Dominican Hospitals Collapse Under Influx of Foreign Births

This past March, Abreu Report wrote about Claudio Caamaño -- a renowned Dominican guerrilla who fought against US soldiers to a bloody standstill during the US invasion of 1965 and who also would later take part in a 1973 beach landing to topple the government of US-backed strongman Joaquin Balaguer -- after his death in a mysterious car accident.

Mr. Caamaño's death sparked fears that a nefarious plot had claimed his life, but today the Dominican government has officially reported that his death did not result from malfeasance on the part of the hospitals which failed to save his life. 

Also just today, official statistics published on Listin Diario, the oldest-surviving Dominican daily, show that 21% of births in one hospital corresponded to foreign nationals, a number which has increased over the past few years, despite portrayals by the international community of Dominican immigration officials making life difficult for destitute women coming to give birth in the country's shortage-stricken hospitals. 

After the 2010 earthquake which leveled Haiti and solidified its status as a failed state under United Nations occupation, medical incursions across the Dominico-Haitian border have increased substantially, since Haiti's hospitals no longer function at a recognizable level. 

Patients are forced to travel for simple care. Diario Libre
This past April, the large-circulation daily Diario Libre wrote about a hospital in Azua which did not have a blood bank, or a functioning intensive care ward, with destitute patients forced to travel great distances in order to receive an MRI.

That hospital in Azua was built a mere 10 years ago, with people from the area complaining that when it was inaugurated everything was state of the art, but that the funds to maintain it in proper operation were never sufficient. 

Another large hospital in Neiba faces shortages even more shocking, with Diario Libre reporting in early April that improvised metal sheets and plywood were being used to keep the place together, and with a pediatrician in the hospital claiming that children come in with one affliction and leave with another due to the level of overcrowding. 

In Neiba, the hospital's driers and washers are not functioning, and doctors are forced to dry bedsheets and surgical equipment out in the sun. There is no ambulance, patients must procure their own transportation, but that patient may be referred to another hospital for bone injuries, since the equipment to place a simple cast does not function. 

Another hospital in Tamayo was reported to be functioning but by "the grace of God," with dilapidated beds and rusting cribs dotting the hallways, and with doctors forced to write prescriptions using their cell phone flashlights due to the shortage of light bulbs.
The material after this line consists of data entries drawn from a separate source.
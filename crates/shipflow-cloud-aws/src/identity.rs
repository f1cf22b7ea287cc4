//! IAM: roles Elastic Beanstalk runs under

use crate::error::{AwsError, Result};
use crate::provider::AwsServices;
use async_trait::async_trait;
use shipflow_cloud::RoleVerifier;

pub(crate) const INSTANCE_ROLE: &str = "aws-elasticbeanstalk-ec2-role";
pub(crate) const SERVICE_ROLE: &str = "aws-elasticbeanstalk-service-role";

const POLICY_ARN_PREFIX: &str = "arn:aws:iam::aws:policy/";

/// An IAM role with the principal allowed to assume it
#[derive(Debug, Clone, Copy, PartialEq, Eq)]
pub(crate) struct RoleDefinition {
    pub name: &'static str,
    pub principal: &'static str,
    pub policies: &'static [&'static str],
    /// Also expose the role to EC2 through an instance profile of the same name
    pub instance_profile: bool,
}

pub(crate) const REQUIRED_ROLES: [RoleDefinition; 2] = [
    RoleDefinition {
        name: INSTANCE_ROLE,
        principal: "ec2.amazonaws.com",
        policies: &["AWSElasticBeanstalkWebTier"],
        instance_profile: true,
    },
    RoleDefinition {
        name: SERVICE_ROLE,
        principal: "elasticbeanstalk.amazonaws.com",
        policies: &[
            "service-role/AWSElasticBeanstalkEnhancedHealth",
            "AWSElasticBeanstalkManagedUpdatesCustomerRolePolicy",
        ],
        instance_profile: false,
    },
];

/// Trust policy letting `principal` assume the role
pub(crate) fn trust_policy(principal: &str) -> String {
    serde_json::json!({
        "Version": "2012-10-17",
        "Statement": [{
            "Effect": "Allow",
            "Principal": { "Service": principal },
            "Action": "sts:AssumeRole"
        }]
    })
    .to_string()
}

impl AwsServices {
    async fn ensure_role(&self, role: &RoleDefinition) -> Result<()> {
        let found = match self.iam.get_role().role_name(role.name).send().await {
            Ok(_) => true,
            Err(e)
                if e
                    .as_service_error()
                    .is_some_and(|s| s.is_no_such_entity_exception()) =>
            {
                false
            }
            Err(e) => return Err(e.into()),
        };

        if found {
            tracing::debug!("Role {} present", role.name);
        } else {
            tracing::info!("Creating role {}", role.name);
            self.iam
                .create_role()
                .role_name(role.name)
                .assume_role_policy_document(trust_policy(role.principal))
                .send()
                .await?;

            for managed in role.policies {
                self.iam
                    .attach_role_policy()
                    .role_name(role.name)
                    .policy_arn(format!("{}{}", POLICY_ARN_PREFIX, managed))
                    .send()
                    .await?;
            }
        }

        if role.instance_profile {
            self.ensure_instance_profile(role.name).await?;
        }
        Ok(())
    }

    async fn ensure_instance_profile(&self, name: &str) -> Result<()> {
        match self
            .iam
            .get_instance_profile()
            .instance_profile_name(name)
            .send()
            .await
        {
            Ok(_) => return Ok(()),
            Err(e)
                if e
                    .as_service_error()
                    .is_some_and(|s| s.is_no_such_entity_exception()) => {}
            Err(e) => return Err(e.into()),
        }

        tracing::info!("Creating instance profile {}", name);
        self.iam
            .create_instance_profile()
            .instance_profile_name(name)
            .send()
            .await?;

        match self
            .iam
            .add_role_to_instance_profile()
            .instance_profile_name(name)
            .role_name(name)
            .send()
            .await
        {
            Ok(_) => Ok(()),
            // the profile already holds its one role
            Err(e)
                if e
                    .as_service_error()
                    .is_some_and(|s| s.is_limit_exceeded_exception()) =>
            {
                Ok(())
            }
            Err(e) => Err(e.into()),
        }
    }
}

#[async_trait]
impl RoleVerifier for AwsServices {
    async fn verify_roles(&self) -> shipflow_cloud::Result<()> {
        for role in &REQUIRED_ROLES {
            self.ensure_role(role).await.map_err(|e: AwsError| {
                tracing::warn!(
                    "Role {} could not be verified ({}): {}",
                    role.name,
                    e.code().unwrap_or("no error code"),
                    e
                );
                e
            })?;
        }
        Ok(())
    }
}
//! shipflow production build
//!
//! This crate runs the project's build wrapper to produce a deployable
//! artifact and knows where each build tool leaves it.

pub mod error;
pub mod progress;
pub mod runner;
pub mod tool;

pub use error::{BuildError, Result};
pub use progress::StepProgress;
pub use runner::{ArtifactBuilder, WrapperBuilder};
pub use tool::BuildTool;
//! Error type of every handler; renders the same envelopes the portal parses.

use axum::http::StatusCode;
use axum::response::{IntoResponse, Response};
use axum::Json;
use contracts::shared::errors::ErrorBody;
use contracts::shared::FieldErrors;

#[derive(Debug, thiserror::Error)]
pub enum ApiError {
    /// 422 with `{message, errors}`
    #[error("validation failed")]
    Validation(FieldErrors),

    #[error("{0} not found")]
    NotFound(String),

    #[error("bad request: {0}")]
    BadRequest(String),

    #[error(transparent)]
    Internal(#[from] anyhow::Error),
}

impl ApiError {
    /// Single-field validation failure
    pub fn field(field: &str, message: impl Into<String>) -> Self {
        let mut errors = FieldErrors::new();
        errors.add(field, message);
        ApiError::Validation(errors)
    }

    pub fn status(&self) -> StatusCode {
        match self {
            ApiError::Validation(_) => StatusCode::UNPROCESSABLE_ENTITY,
            ApiError::NotFound(_) => StatusCode::NOT_FOUND,
            ApiError::BadRequest(_) => StatusCode::BAD_REQUEST,
            ApiError::Internal(_) => StatusCode::INTERNAL_SERVER_ERROR,
        }
    }
}

impl IntoResponse for ApiError {
    fn into_response(self) -> Response {
        let status = self.status();
        let body = match self {
            ApiError::Validation(errors) => ErrorBody::validation(errors),
            ApiError::Internal(e) => {
                tracing::error!("internal error: {:#}", e);
                ErrorBody::message("Server Error")
            }
            other => ErrorBody::message(other.to_string()),
        };
        (status, Json(body)).into_response()
    }
}

pub type ApiResult<T> = Result<T, ApiError>;

#[cfg(test)]
mod tests {
    use super::*;
    use axum::body::to_bytes;

    #[tokio::test]
    async fn test_validation_renders_field_map() {
        let response = ApiError::field("names.en", "The English name is required.").into_response();
        assert_eq!(response.status(), StatusCode::UNPROCESSABLE_ENTITY);

        let bytes = to_bytes(response.into_body(), usize::MAX).await.unwrap();
        let body: serde_json::Value = serde_json::from_slice(&bytes).unwrap();
        assert_eq!(body["errors"]["names.en"][0], "The English name is required.");
    }

    #[test]
    fn test_status_mapping() {
        assert_eq!(ApiError::NotFound("Tag 9".into()).status(), StatusCode::NOT_FOUND);
        assert_eq!(ApiError::BadRequest("x".into()).status(), StatusCode::BAD_REQUEST);
        assert_eq!(
            ApiError::Internal(anyhow::anyhow!("boom")).status(),
            StatusCode::INTERNAL_SERVER_ERROR
        );
    }
}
The hospital in Tamayo does not have an x-ray machine, and the ambulance does not work, forcing patients to hire taxi drivers who in the Caribbean country are very often made paramedics by the hands of fate. 
No tire money for ambulance. Diario Libre

Luck in the Dominican Republic means the difference between life or death, since the wrong injury in the wrong part of the country could mean that it may be too late once transportation is procured to a hospital that can provide the proper, life-saving treatment.
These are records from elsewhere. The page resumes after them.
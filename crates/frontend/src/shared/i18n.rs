//! UI strings in both portal languages.
//!
//! Record names come from the API already localized; this table only covers
//! the chrome around them (buttons, headers, prompts).

use contracts::shared::Language;

const STRINGS: &[(&str, &str, &str)] = &[
    // common actions
    ("new", "New", "جديد"),
    ("refresh", "Refresh", "تحديث"),
    ("delete", "Delete", "حذف"),
    ("save", "Save", "حفظ"),
    ("cancel", "Cancel", "إلغاء"),
    ("close", "Close", "إغلاق"),
    ("search", "Search", "بحث"),
    ("expand_all", "Expand all", "توسيع الكل"),
    ("collapse_all", "Collapse all", "طي الكل"),
    ("confirm_delete", "Delete the selected records?", "حذف السجلات المحددة؟"),
    ("confirm_delete_node", "Delete this node?", "حذف هذا العنصر؟"),
    ("no_records", "No records", "لا توجد سجلات"),
    ("editing", "Edit", "تعديل"),
    // columns and fields
    ("code", "Code", "الرمز"),
    ("name_en", "Name (English)", "الاسم (الإنجليزية)"),
    ("name_ar", "Name (Arabic)", "الاسم (العربية)"),
    ("name", "Name", "الاسم"),
    ("status", "Status", "الحالة"),
    ("active", "Active", "نشط"),
    ("inactive", "Inactive", "غير نشط"),
    ("created", "Created", "تاريخ الإنشاء"),
    ("parent", "Parent", "العنصر الأب"),
    ("email", "Email", "البريد الإلكتروني"),
    ("staff_role", "Role", "الدور"),
    ("no_parent", "(top level)", "(المستوى الأعلى)"),
    // pagination
    ("first_page", "First page", "الصفحة الأولى"),
    ("previous_page", "Previous page", "الصفحة السابقة"),
    ("next_page", "Next page", "الصفحة التالية"),
    ("last_page", "Last page", "الصفحة الأخيرة"),
    // navigation
    ("menu_references", "Reference data", "البيانات المرجعية"),
    ("menu_account", "Account", "الحساب"),
    ("toggle_sidebar", "Toggle navigation", "إظهار/إخفاء القائمة"),
    ("toggle_panel", "Toggle notifications panel", "إظهار/إخفاء لوحة الإشعارات"),
    ("app_title", "Business admin", "إدارة الأعمال"),
    // notifications
    ("notifications", "Notifications", "الإشعارات"),
    ("mark_all_read", "Mark all as read", "تحديد الكل كمقروء"),
    ("no_notifications", "You are all caught up", "لا توجد إشعارات جديدة"),
    // account lifecycle
    ("account_lifecycle", "Account status", "حالة الحساب"),
    ("deactivate", "Deactivate account", "تعطيل الحساب"),
    ("reactivate", "Reactivate account", "إعادة تفعيل الحساب"),
    ("transfer", "Transfer account", "تحويل الحساب"),
    ("insighter", "Insighter", "خبير"),
    ("company", "Company", "شركة"),
    ("reason", "Reason", "السبب"),
    ("attachment", "Attachment (optional)", "مرفق (اختياري)"),
    ("submit", "Submit", "إرسال"),
    ("retry", "Try again", "حاول مرة أخرى"),
    ("start_over", "Start over", "البدء من جديد"),
    ("request_sent", "Your request has been sent", "تم إرسال طلبك"),
    ("request_failed", "Your request could not be sent", "تعذر إرسال طلبك"),
    ("role", "Account type", "نوع الحساب"),
    ("transfer_to", "The account will become", "سيصبح الحساب"),
    ("step_reason", "1. Reason", "١. السبب"),
    ("step_result", "2. Result", "٢. النتيجة"),
    // payment account
    ("payment_account", "Payment account", "حساب الدفع"),
    ("stripe_account", "Stripe account", "حساب Stripe"),
    ("manual_account", "Bank account", "الحساب البنكي"),
    ("not_configured", "No payment account configured", "لم يتم إعداد حساب دفع"),
    ("charges_enabled", "Charges enabled", "المدفوعات مفعلة"),
    ("payouts_enabled", "Payouts enabled", "التحويلات مفعلة"),
    ("account_id", "Account ID", "معرف الحساب"),
    ("country", "Country", "الدولة"),
    ("account_holder", "Account holder", "صاحب الحساب"),
    ("bank_name", "Bank", "البنك"),
    ("iban", "IBAN", "رقم الآيبان"),
    ("swift", "SWIFT", "رمز السويفت"),
    ("yes", "Yes", "نعم"),
    ("no", "No", "لا"),
    // profile
    ("profile_photo", "Profile photo", "الصورة الشخصية"),
    ("upload", "Upload", "رفع"),
    ("uploaded", "Photo updated", "تم تحديث الصورة"),
];

/// Translated UI string; unknown keys come back unchanged
pub fn t(lang: Language, key: &'static str) -> &'static str {
    STRINGS
        .iter()
        .find(|(k, _, _)| *k == key)
        .map(|(_, en, ar)| match lang {
            Language::En => *en,
            Language::Ar => *ar,
        })
        .unwrap_or(key)
}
Although doctors were willing to speak with reporters about the shortages affecting the country, and regarding the large number of foreign nationals coming in to procure free treatment, they were not willing to give their names. 

The government of President Danilo Medina was slated to begin deportations for 142,000 people who could not even afford 300 dollars for a residence permit, and who could not procure a birth certificate in their home countries, much less a passport. Mr. Medina halted these deportations in willful defiance of a decision by the country's Constitutional Tribunal, and at the expense of the people.

A doctor in Villa Altagracia speaking to Abreu Report said: "I've had to perform births using rubber gloves from my own kitchen. I became a doctor to help people, but with the border wide open and more than 20% of births in the hospitals coming from foreign nationals, I can only provide substandard help."